(Stored items)
>>>

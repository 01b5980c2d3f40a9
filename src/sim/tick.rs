//! Per-frame simulation tick
//!
//! One call advances the session by a variable frame delta: intents apply,
//! entities move and wrap, the collision sweep resolves hits, and level
//! progression runs last. Population changes land only between sweeps.

use std::f32::consts::{FRAC_1_SQRT_2, TAU};

use glam::Vec2;
use rand::Rng;

use super::collision::{Body, Response, bounce_directions, collided, response_for};
use super::events::{EffectTimer, GameEvent};
use super::state::{Craft, DriftHeading, GameState, Obstacle, Projectile, SessionPhase, Tier};
use super::wrap::wrap_position;
use crate::tuning::Tuning;
use crate::unit_toward;

/// Heading taken by the shrunk survivor of a split
const SPLIT_SURVIVOR_DIR: Vec2 = Vec2::new(FRAC_1_SQRT_2, FRAC_1_SQRT_2);
/// Heading taken by the offspring of a split
const SPLIT_OFFSPRING_DIR: Vec2 = Vec2::X;

/// Input intents for a single tick
#[derive(Debug, Clone, Default)]
pub struct TickInput {
    /// Held directional intents; north is screen-up
    pub north: bool,
    pub south: bool,
    pub west: bool,
    pub east: bool,
    /// Fire intent; a projectile leaves the muzzle every frame it is held
    pub fire: bool,
    /// Aim target point in field coordinates (pointer position)
    pub aim: Vec2,
    /// Leave the menu and start playing
    pub start: bool,
    /// Freeze the session
    pub pause: bool,
    /// Unfreeze a paused session
    pub resume: bool,
    /// Begin a fresh run from pause or game over
    pub restart: bool,
    /// Tear the session down
    pub quit: bool,
    /// Force the next wave early (debug/testing)
    pub surge_wave: bool,
    /// Grace-period cheat (debug/testing)
    pub invincible: bool,
}

/// Advance the game state by one frame of `dt` seconds
pub fn tick(state: &mut GameState, input: &TickInput, dt: f32) {
    match state.phase {
        SessionPhase::Menu => {
            if input.quit {
                state.phase = SessionPhase::Exiting;
            } else if input.start {
                state.phase = SessionPhase::Playing;
                log::info!("session started");
            }
            return;
        }
        SessionPhase::Paused => {
            if input.quit {
                state.phase = SessionPhase::Exiting;
            } else if input.restart {
                state.restart();
            } else if input.resume {
                state.phase = SessionPhase::Playing;
            }
            return;
        }
        SessionPhase::GameOver => {
            if input.quit {
                state.phase = SessionPhase::Exiting;
            } else if input.restart {
                state.restart();
            }
            return;
        }
        SessionPhase::Exiting => return,
        SessionPhase::Playing => {}
    }

    if input.pause {
        state.phase = SessionPhase::Paused;
        return;
    }

    state.time_ticks += 1;
    // The session clock follows the raw frame delta, so projectile ages
    // track wall time.
    state.elapsed_secs += dt;

    if input.invincible {
        state.craft.invincible_secs = state.tuning.invincibility_secs;
    }
    if input.surge_wave {
        state.surge_wave();
        return;
    }

    state.craft.invincible_secs = (state.craft.invincible_secs - dt).max(0.0);

    // 1. Craft intents: steer, aim, fire
    steer_craft(state, input, dt);
    state.craft.heading = unit_toward(state.craft.pos, input.aim, state.craft.heading);
    if input.fire {
        fire_projectile(state);
    }

    // 2. Projectiles: drop expired ones before moving, wrap survivors
    let (w, h) = (state.tuning.field_width, state.tuning.field_height);
    let lifetime = state.tuning.projectile_lifetime_secs;
    for i in (0..state.projectiles.len()).rev() {
        state.projectiles[i].age_secs += dt;
        if state.projectiles[i].expired(lifetime) {
            state.projectiles.remove(i);
            continue;
        }
        let projectile = &mut state.projectiles[i];
        projectile.advance(dt);
        projectile.pos = wrap_position(projectile.pos, projectile.radius, w, h);
    }

    // 3. Obstacles: wrap on the pre-move position, then move
    let speed = state.obstacle_speed;
    for obstacle in &mut state.obstacles {
        obstacle.pos = wrap_position(obstacle.pos, obstacle.radius, w, h);
        obstacle.advance(speed, dt);
    }

    // 4. Collision and lifecycle sweep
    sweep_collisions(state);

    // 5. Level progression
    if state.phase == SessionPhase::Playing && state.obstacles.is_empty() {
        state.level_up();
    }

    // 6. Age out visual-effect timers
    for i in (0..state.effects.len()).rev() {
        if state.effects[i].is_finished() {
            state.effects.remove(i);
        } else {
            state.effects[i].advance();
        }
    }
}

/// Apply directional intents, or let the craft drift on its last heading.
///
/// Holding any intent snaps the drift speed to the maximum; on release the
/// speed decays by a fixed step each frame until the craft stops.
fn steer_craft(state: &mut GameState, input: &TickInput, dt: f32) {
    let heading = DriftHeading::from_intents(input.north, input.south, input.west, input.east);
    let max_speed = state.tuning.craft_max_speed;
    let decay = state.tuning.drift_decay_step;
    let craft = &mut state.craft;

    if heading != DriftHeading::Idle {
        craft.drift = heading;
        craft.drift_speed = max_speed;
        craft.pos += heading.axis_factors() * max_speed * dt;
        wrap_craft(craft, input, &state.tuning);
    } else if craft.drift != DriftHeading::Idle {
        craft.drift_speed = (craft.drift_speed - decay).max(0.0);
        if craft.drift_speed == 0.0 {
            craft.drift = DriftHeading::Idle;
        } else {
            craft.pos += craft.drift.axis_factors() * craft.drift_speed * dt;
        }
    }
}

/// The craft wraps only while the matching directional intent is held;
/// parked at an edge it stays put.
fn wrap_craft(craft: &mut Craft, input: &TickInput, tuning: &Tuning) {
    let r = craft.radius;
    let (w, h) = (tuning.field_width, tuning.field_height);
    if craft.pos.y + r <= 0.0 && input.north {
        craft.pos.y = h - r;
    } else if craft.pos.y + r >= h && input.south {
        craft.pos.y = -r;
    } else if craft.pos.x + r <= 0.0 && input.west {
        craft.pos.x = w - r;
    } else if craft.pos.x + r >= w && input.east {
        craft.pos.x = -r;
    }
}

fn fire_projectile(state: &mut GameState) {
    let dir = state.craft.heading;
    let pos = state.craft.pos + dir * state.tuning.muzzle_offset;
    let speed = state.tuning.projectile_speed;
    let radius = state.tuning.projectile_radius;
    let id = state.next_entity_id();
    state.projectiles.push(Projectile {
        id,
        pos,
        dir,
        speed,
        radius,
        age_secs: 0.0,
    });
    state.events.push(GameEvent::ProjectileFired);
}

/// Resolve every pairwise interaction for this frame.
///
/// Obstacles are visited in reverse index order so in-place removal keeps
/// the remaining indices valid. The response to each contact comes from the
/// kind-pair lookup; offspring from splits are buffered and merged only
/// after the sweep.
fn sweep_collisions(state: &mut GameState) {
    let mut offspring: Vec<Obstacle> = Vec::new();

    for i in (0..state.obstacles.len()).rev() {
        if !state.craft.is_invincible()
            && collided(&state.obstacles[i], &state.craft)
            && response_for(state.obstacles[i].kind(), state.craft.kind()) == Response::LoseLife
        {
            let pos = state.craft.pos;
            state.effects.push(EffectTimer::explosion(pos));
            state.events.push(GameEvent::CraftHit { pos });
            state.lives -= 1;
            if state.lives <= 0 {
                state.events.push(GameEvent::SessionEnded { score: state.score });
                state.phase = SessionPhase::GameOver;
                log::info!("session over, final score {}", state.score);
            } else {
                state.respawn();
            }
            // The craft was recentered and the projectile list cleared;
            // the rest of this sweep would act on stale state.
            break;
        }

        for k in 0..state.obstacles.len() {
            if collided(&state.obstacles[i], &state.obstacles[k])
                && response_for(state.obstacles[i].kind(), state.obstacles[k].kind())
                    == Response::Bounce
            {
                let (di, dk) = bounce_directions(state.obstacles[i].pos, state.obstacles[k].pos);
                state.obstacles[i].dir = di;
                state.obstacles[k].dir = dk;
            }
        }

        for j in (0..state.projectiles.len()).rev() {
            if collided(&state.obstacles[i], &state.projectiles[j])
                && response_for(state.obstacles[i].kind(), state.projectiles[j].kind())
                    == Response::Split
            {
                state.projectiles.remove(j);
                split_obstacle(state, i, &mut offspring);
                break;
            }
        }
    }

    state.obstacles.append(&mut offspring);
}

/// Apply the split rule to the obstacle at `index` after a projectile hit.
///
/// Larger tiers shrink one step and leave one offspring of the new tier at
/// the same position; the smallest tier is removed and scores a point.
fn split_obstacle(state: &mut GameState, index: usize, offspring: &mut Vec<Obstacle>) {
    let pos = state.obstacles[index].pos;
    state.effects.push(EffectTimer::explosion(pos));

    match state.obstacles[index].tier.shrunk() {
        Some(tier) => {
            let radius = tier.radius(&state.tuning);
            let survivor = &mut state.obstacles[index];
            survivor.tier = tier;
            survivor.radius = radius;
            survivor.dir = SPLIT_SURVIVOR_DIR;

            let id = state.next_entity_id();
            offspring.push(Obstacle {
                id,
                pos,
                dir: SPLIT_OFFSPRING_DIR,
                tier,
                radius,
            });
            state.events.push(GameEvent::ObstacleSplit { pos, tier });
        }
        None => {
            state.obstacles.remove(index);
            state.score += 1;
            state.events.push(GameEvent::ObstacleDestroyed { pos });
        }
    }
}

/// Populate a fresh wave of obstacles at the field edges.
///
/// Placement is quadrant-biased: three obstacles along the top edge, four
/// along the bottom, two on the left, and the rest on the right (spawn
/// index 7 falls through to the right edge). Tier and heading are drawn
/// from the seeded wave stream.
pub fn spawn_wave(state: &mut GameState) {
    let mut rng = state.rng_state.wave_rng();
    let (w, h) = (state.tuning.field_width, state.tuning.field_height);
    let wave_size = state.tuning.wave_size;
    log::info!(
        "spawning {} obstacles at level {}, speed {}",
        wave_size,
        state.level,
        state.obstacle_speed
    );

    for i in 0..wave_size {
        let tier = match rng.random_range(0..3u8) {
            0 => Tier::Small,
            1 => Tier::Medium,
            _ => Tier::Large,
        };
        let angle = rng.random_range(0.0..TAU);
        let dir = Vec2::new(angle.sin(), angle.cos());
        let pos = if i < 3 {
            Vec2::new(rng.random_range(0.0..w), 1.0)
        } else if i < 7 {
            Vec2::new(rng.random_range(0.0..w), h - 1.0)
        } else if i > 7 && i < 10 {
            Vec2::new(1.0, rng.random_range(0.0..h))
        } else {
            Vec2::new(w - 1.0, rng.random_range(0.0..h))
        };
        let radius = tier.radius(&state.tuning);
        let id = state.next_entity_id();
        state.obstacles.push(Obstacle {
            id,
            pos,
            dir,
            tier,
            radius,
        });
    }
}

<<<

Copy word for word the stretch of entries above from the line that has "use crate::tuning::Tuning;" through the line that has "wave early (debug/testing)", both ends included, and nothing outside it.

use crate::tuning::Tuning;
use crate::unit_toward;

/// Heading taken by the shrunk survivor of a split
const SPLIT_SURVIVOR_DIR: Vec2 = Vec2::new(FRAC_1_SQRT_2, FRAC_1_SQRT_2);
/// Heading taken by the offspring of a split
const SPLIT_OFFSPRING_DIR: Vec2 = Vec2::X;

/// Input intents for a single tick
#[derive(Debug, Clone, Default)]
pub struct TickInput {
    /// Held directional intents; north is screen-up
    pub north: bool,
    pub south: bool,
    pub west: bool,
    pub east: bool,
    /// Fire intent; a projectile leaves the muzzle every frame it is held
    pub fire: bool,
    /// Aim target point in field coordinates (pointer position)
    pub aim: Vec2,
    /// Leave the menu and start playing
    pub start: bool,
    /// Freeze the session
    pub pause: bool,
    /// Unfreeze a paused session
    pub resume: bool,
    /// Begin a fresh run from pause or game over
    pub restart: bool,
    /// Tear the session down
    pub quit: bool,
    /// Force the next wave early (debug/testing)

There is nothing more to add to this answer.